# GIVEN RECORDS:
--- START ---
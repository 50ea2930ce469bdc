//! Domain error taxonomy for the orchestration control plane.
//!
//! Every public operation returns [`Error`] so callers (the command router,
//! the control surface) can map a failure onto a stable machine-readable
//! `code` without string-matching a display message.

use thiserror::Error;

pub type Result<T> = std::result::Result<T, Error>;

/// Domain error code, grouped the way section 7 of the design groups them.
/// Serialized as the wire-facing snake_case string callers match on.
#[derive(Debug, Clone, Copy, PartialEq, Eq, serde::Serialize, serde::Deserialize)]
#[serde(rename_all = "snake_case")]
pub enum ErrorCode {
    // validation
    BadId,
    BadPath,
    BadTool,
    BadMode,
    BadSize,
    MissingText,
    MissingTask,
    MissingWorkers,
    InvalidCommandPayload,
    UnknownCommand,
    // authz/policy
    Unauthorized,
    CommandPolicyBlocked,
    // lifecycle
    SessionNotFound,
    SessionNotRunning,
    SessionClosing,
    SpawnFailed,
    UnsupportedTransport,
    NoThread,
    // orchestration
    OrchestrationLocked,
    WorktreeCreateFailed,
    WorkerBranchRequiresGitRepo,
    OrchestrationFailed,
    NotActive,
    OrchestratorPendingAttention,
    CollectOnly,
    Cooldown,
    // tool/native
    CodexNativeUnavailable,
    CodexNativeFailed,
    CodexAppServerUnavailable,
    // resource
    WriteFailed,
    RpcFailed,
    DeliverFailed,
    OrchestratorNotRunning,
}

impl ErrorCode {
    pub fn as_str(self) -> &'static str {
        match self {
            ErrorCode::BadId => "bad_id",
            ErrorCode::BadPath => "bad_path",
            ErrorCode::BadTool => "bad_tool",
            ErrorCode::BadMode => "bad_mode",
            ErrorCode::BadSize => "bad_size",
            ErrorCode::MissingText => "missing_text",
            ErrorCode::MissingTask => "missing_task",
            ErrorCode::MissingWorkers => "missing_workers",
            ErrorCode::InvalidCommandPayload => "invalid_command_payload",
            ErrorCode::UnknownCommand => "unknown_command",
            ErrorCode::Unauthorized => "unauthorized",
            ErrorCode::CommandPolicyBlocked => "command_policy_blocked",
            ErrorCode::SessionNotFound => "session_not_found",
            ErrorCode::SessionNotRunning => "session_not_running",
            ErrorCode::SessionClosing => "session_closing",
            ErrorCode::SpawnFailed => "spawn_failed",
            ErrorCode::UnsupportedTransport => "unsupported_transport",
            ErrorCode::NoThread => "no_thread",
            ErrorCode::OrchestrationLocked => "orchestration_locked",
            ErrorCode::WorktreeCreateFailed => "worktree_create_failed",
            ErrorCode::WorkerBranchRequiresGitRepo => "worker_branch_requires_git_repo",
            ErrorCode::OrchestrationFailed => "orchestration_failed",
            ErrorCode::NotActive => "not_active",
            ErrorCode::OrchestratorPendingAttention => "orchestrator_pending_attention",
            ErrorCode::CollectOnly => "collect_only",
            ErrorCode::Cooldown => "cooldown",
            ErrorCode::CodexNativeUnavailable => "codex_native_unavailable",
            ErrorCode::CodexNativeFailed => "codex_native_failed",
            ErrorCode::CodexAppServerUnavailable => "codex_app_server_unavailable",
            ErrorCode::WriteFailed => "write_failed",
            ErrorCode::RpcFailed => "rpc_failed",
            ErrorCode::DeliverFailed => "deliver_failed",
            ErrorCode::OrchestratorNotRunning => "orchestrator_not_running",
        }
    }
}

impl std::fmt::Display for ErrorCode {
    fn fmt(&self, f: &mut std::fmt::Formatter<'_>) -> std::fmt::Result {
        write!(f, "{}", self.as_str())
    }
}

/// The control plane's domain error. `code` is the stable machine-readable
/// classification; `message` is for logs and operator-facing surfaces.
#[derive(Error, Debug)]
#[error("{code}: {message}")]
pub struct Error {
    pub code: ErrorCode,
    pub message: String,
    #[source]
    pub source: Option<Box<dyn std::error::Error + Send + Sync>>,
}

impl Error {
    pub fn new(code: ErrorCode, message: impl Into<String>) -> Self {
        Self {
            code,
            message: message.into(),
            source: None,
        }
    }

    pub fn with_source<E>(mut self, source: E) -> Self
    where
        E: std::error::Error + Send + Sync + 'static,
    {
        self.source = Some(Box::new(source));
        self
    }

    /// Whether the router should retry the underlying operation rather than
    /// surface the failure to the caller.
    pub fn is_retryable(&self) -> bool {
        matches!(
            self.code,
            ErrorCode::WriteFailed | ErrorCode::RpcFailed | ErrorCode::Cooldown
        )
    }
}

macro_rules! error_ctor {
    ($name:ident, $code:ident) => {
        pub fn $name(message: impl Into<String>) -> Error {
            Error::new(ErrorCode::$code, message)
        }
    };
}

impl Error {
    error_ctor!(bad_id, BadId);
    error_ctor!(bad_path, BadPath);
    error_ctor!(bad_tool, BadTool);
    error_ctor!(bad_mode, BadMode);
    error_ctor!(bad_size, BadSize);
    error_ctor!(missing_text, MissingText);
    error_ctor!(missing_task, MissingTask);
    error_ctor!(missing_workers, MissingWorkers);
    error_ctor!(invalid_command_payload, InvalidCommandPayload);
    error_ctor!(unknown_command, UnknownCommand);
    error_ctor!(unauthorized, Unauthorized);
    error_ctor!(command_policy_blocked, CommandPolicyBlocked);
    error_ctor!(session_not_found, SessionNotFound);
    error_ctor!(session_not_running, SessionNotRunning);
    error_ctor!(session_closing, SessionClosing);
    error_ctor!(spawn_failed, SpawnFailed);
    error_ctor!(unsupported_transport, UnsupportedTransport);
    error_ctor!(no_thread, NoThread);
    error_ctor!(orchestration_locked, OrchestrationLocked);
    error_ctor!(worktree_create_failed, WorktreeCreateFailed);
    error_ctor!(worker_branch_requires_git_repo, WorkerBranchRequiresGitRepo);
    error_ctor!(orchestration_failed, OrchestrationFailed);
    error_ctor!(not_active, NotActive);
    error_ctor!(orchestrator_pending_attention, OrchestratorPendingAttention);
    error_ctor!(collect_only, CollectOnly);
    error_ctor!(cooldown, Cooldown);
    error_ctor!(codex_native_unavailable, CodexNativeUnavailable);
    error_ctor!(codex_native_failed, CodexNativeFailed);
    error_ctor!(codex_app_server_unavailable, CodexAppServerUnavailable);
    error_ctor!(write_failed, WriteFailed);
    error_ctor!(rpc_failed, RpcFailed);
    error_ctor!(deliver_failed, DeliverFailed);
    error_ctor!(orchestrator_not_running, OrchestratorNotRunning);
}

/// Helper trait mirroring the teacher's context-attachment idiom for
/// converting foreign errors into domain errors at call sites.
pub trait ResultExt<T> {
    fn map_code(self, code: ErrorCode, message: impl Into<String>) -> Result<T>;
}

impl<T, E> ResultExt<T> for std::result::Result<T, E>
where
    E: std::error::Error + Send + Sync + 'static,
{
    fn map_code(self, code: ErrorCode, message: impl Into<String>) -> Result<T> {
        self.map_err(|e| Error::new(code, message).with_source(e))
    }
}

#[cfg(test)]
mod tests {
    use super::*;

    #[test]
    fn code_round_trips_through_serde() {
        let json = serde_json::to_string(&ErrorCode::SessionNotRunning).unwrap();
        assert_eq!(json, "\"session_not_running\"");
        let parsed: ErrorCode = serde_json::from_str(&json).unwrap();
        assert_eq!(parsed, ErrorCode::SessionNotRunning);
    }

    #[test]
    fn display_includes_code_and_message() {
        let err = Error::session_not_running("session abc123 is not running");
        assert_eq!(
            err.to_string(),
            "session_not_running: session abc123 is not running"
        );
    }
}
--- END ---
# YOUR GOAL:
Please copy every line of the material exactly.

# RESULT OF THIS TASK:
repository 50ea2930ce469bdc
//! Domain error taxonomy for the orchestration control plane.
//!
//! Every public operation returns [`Error`] so callers (the command router,
//! the control surface) can map a failure onto a stable machine-readable
//! `code` without string-matching a display message.

use thiserror::Error;

pub type Result<T> = std::result::Result<T, Error>;

/// Domain error code, grouped the way section 7 of the design groups them.
/// Serialized as the wire-facing snake_case string callers match on.
#[derive(Debug, Clone, Copy, PartialEq, Eq, serde::Serialize, serde::Deserialize)]
#[serde(rename_all = "snake_case")]
pub enum ErrorCode {
    // validation
    BadId,
    BadPath,
    BadTool,
    BadMode,
    BadSize,
    MissingText,
    MissingTask,
    MissingWorkers,
    InvalidCommandPayload,
    UnknownCommand,
    // authz/policy
    Unauthorized,
    CommandPolicyBlocked,
    // lifecycle
    SessionNotFound,
    SessionNotRunning,
    SessionClosing,
    SpawnFailed,
    UnsupportedTransport,
    NoThread,
    // orchestration
    OrchestrationLocked,
    WorktreeCreateFailed,
    WorkerBranchRequiresGitRepo,
    OrchestrationFailed,
    NotActive,
    OrchestratorPendingAttention,
    CollectOnly,
    Cooldown,
    // tool/native
    CodexNativeUnavailable,
    CodexNativeFailed,
    CodexAppServerUnavailable,
    // resource
    WriteFailed,
    RpcFailed,
    DeliverFailed,
    OrchestratorNotRunning,
}

impl ErrorCode {
    pub fn as_str(self) -> &'static str {
        match self {
            ErrorCode::BadId => "bad_id",
            ErrorCode::BadPath => "bad_path",
            ErrorCode::BadTool => "bad_tool",
            ErrorCode::BadMode => "bad_mode",
            ErrorCode::BadSize => "bad_size",
            ErrorCode::MissingText => "missing_text",
            ErrorCode::MissingTask => "missing_task",
            ErrorCode::MissingWorkers => "missing_workers",
            ErrorCode::InvalidCommandPayload => "invalid_command_payload",
            ErrorCode::UnknownCommand => "unknown_command",
            ErrorCode::Unauthorized => "unauthorized",
            ErrorCode::CommandPolicyBlocked => "command_policy_blocked",
            ErrorCode::SessionNotFound => "session_not_found",
            ErrorCode::SessionNotRunning => "session_not_running",
            ErrorCode::SessionClosing => "session_closing",
            ErrorCode::SpawnFailed => "spawn_failed",
            ErrorCode::UnsupportedTransport => "unsupported_transport",
            ErrorCode::NoThread => "no_thread",
            ErrorCode::OrchestrationLocked => "orchestration_locked",
            ErrorCode::WorktreeCreateFailed => "worktree_create_failed",
            ErrorCode::WorkerBranchRequiresGitRepo => "worker_branch_requires_git_repo",
            ErrorCode::OrchestrationFailed => "orchestration_failed",
            ErrorCode::NotActive => "not_active",
            ErrorCode::OrchestratorPendingAttention => "orchestrator_pending_attention",
            ErrorCode::CollectOnly => "collect_only",
            ErrorCode::Cooldown => "cooldown",
            ErrorCode::CodexNativeUnavailable => "codex_native_unavailable",
            ErrorCode::CodexNativeFailed => "codex_native_failed",
            ErrorCode::CodexAppServerUnavailable => "codex_app_server_unavailable",
            ErrorCode::WriteFailed => "write_failed",
            ErrorCode::RpcFailed => "rpc_failed",
            ErrorCode::DeliverFailed => "deliver_failed",
            ErrorCode::OrchestratorNotRunning => "orchestrator_not_running",
        }
    }
}

impl std::fmt::Display for ErrorCode {
    fn fmt(&self, f: &mut std::fmt::Formatter<'_>) -> std::fmt::Result {
        write!(f, "{}", self.as_str())
    }
}

/// The control plane's domain error. `code` is the stable machine-readable
/// classification; `message` is for logs and operator-facing surfaces.
#[derive(Error, Debug)]
#[error("{code}: {message}")]
pub struct Error {
    pub code: ErrorCode,
    pub message: String,
    #[source]
    pub source: Option<Box<dyn std::error::Error + Send + Sync>>,
}

impl Error {
    pub fn new(code: ErrorCode, message: impl Into<String>) -> Self {
        Self {
            code,
            message: message.into(),
            source: None,
        }
    }

    pub fn with_source<E>(mut self, source: E) -> Self
    where
        E: std::error::Error + Send + Sync + 'static,
    {
        self.source = Some(Box::new(source));
        self
    }

    /// Whether the router should retry the underlying operation rather than
    /// surface the failure to the caller.
    pub fn is_retryable(&self) -> bool {
        matches!(
            self.code,
            ErrorCode::WriteFailed | ErrorCode::RpcFailed | ErrorCode::Cooldown
        )
    }
}

macro_rules! error_ctor {
    ($name:ident, $code:ident) => {
        pub fn $name(message: impl Into<String>) -> Error {
            Error::new(ErrorCode::$code, message)
        }
    };
}

impl Error {
    error_ctor!(bad_id, BadId);
    error_ctor!(bad_path, BadPath);
    error_ctor!(bad_tool, BadTool);
    error_ctor!(bad_mode, BadMode);
    error_ctor!(bad_size, BadSize);
    error_ctor!(missing_text, MissingText);
    error_ctor!(missing_task, MissingTask);
    error_ctor!(missing_workers, MissingWorkers);
    error_ctor!(invalid_command_payload, InvalidCommandPayload);
    error_ctor!(unknown_command, UnknownCommand);
    error_ctor!(unauthorized, Unauthorized);
    error_ctor!(command_policy_blocked, CommandPolicyBlocked);
    error_ctor!(session_not_found, SessionNotFound);
    error_ctor!(session_not_running, SessionNotRunning);
    error_ctor!(session_closing, SessionClosing);
    error_ctor!(spawn_failed, SpawnFailed);
    error_ctor!(unsupported_transport, UnsupportedTransport);
    error_ctor!(no_thread, NoThread);
    error_ctor!(orchestration_locked, OrchestrationLocked);
    error_ctor!(worktree_create_failed, WorktreeCreateFailed);
    error_ctor!(worker_branch_requires_git_repo, WorkerBranchRequiresGitRepo);
    error_ctor!(orchestration_failed, OrchestrationFailed);
    error_ctor!(not_active, NotActive);
    error_ctor!(orchestrator_pending_attention, OrchestratorPendingAttention);
    error_ctor!(collect_only, CollectOnly);
    error_ctor!(cooldown, Cooldown);
    error_ctor!(codex_native_unavailable, CodexNativeUnavailable);
    error_ctor!(codex_native_failed, CodexNativeFailed);
    error_ctor!(codex_app_server_unavailable, CodexAppServerUnavailable);
    error_ctor!(write_failed, WriteFailed);
    error_ctor!(rpc_failed, RpcFailed);
    error_ctor!(deliver_failed, DeliverFailed);
    error_ctor!(orchestrator_not_running, OrchestratorNotRunning);
}

/// Helper trait mirroring the teacher's context-attachment idiom for
/// converting foreign errors into domain errors at call sites.
pub trait ResultExt<T> {
    fn map_code(self, code: ErrorCode, message: impl Into<String>) -> Result<T>;
}

impl<T, E> ResultExt<T> for std::result::Result<T, E>
where
    E: std::error::Error + Send + Sync + 'static,
{
    fn map_code(self, code: ErrorCode, message: impl Into<String>) -> Result<T> {
        self.map_err(|e| Error::new(code, message).with_source(e))
    }
}

#[cfg(test)]
mod tests {
    use super::*;

    #[test]
    fn code_round_trips_through_serde() {
        let json = serde_json::to_string(&ErrorCode::SessionNotRunning).unwrap();
        assert_eq!(json, "\"session_not_running\"");
        let parsed: ErrorCode = serde_json::from_str(&json).unwrap();
        assert_eq!(parsed, ErrorCode::SessionNotRunning);
    }

    #[test]
    fn display_includes_code_and_message() {
        let err = Error::session_not_running("session abc123 is not running");
        assert_eq!(
            err.to_string(),
            "session_not_running: session abc123 is not running"
        );
    }
}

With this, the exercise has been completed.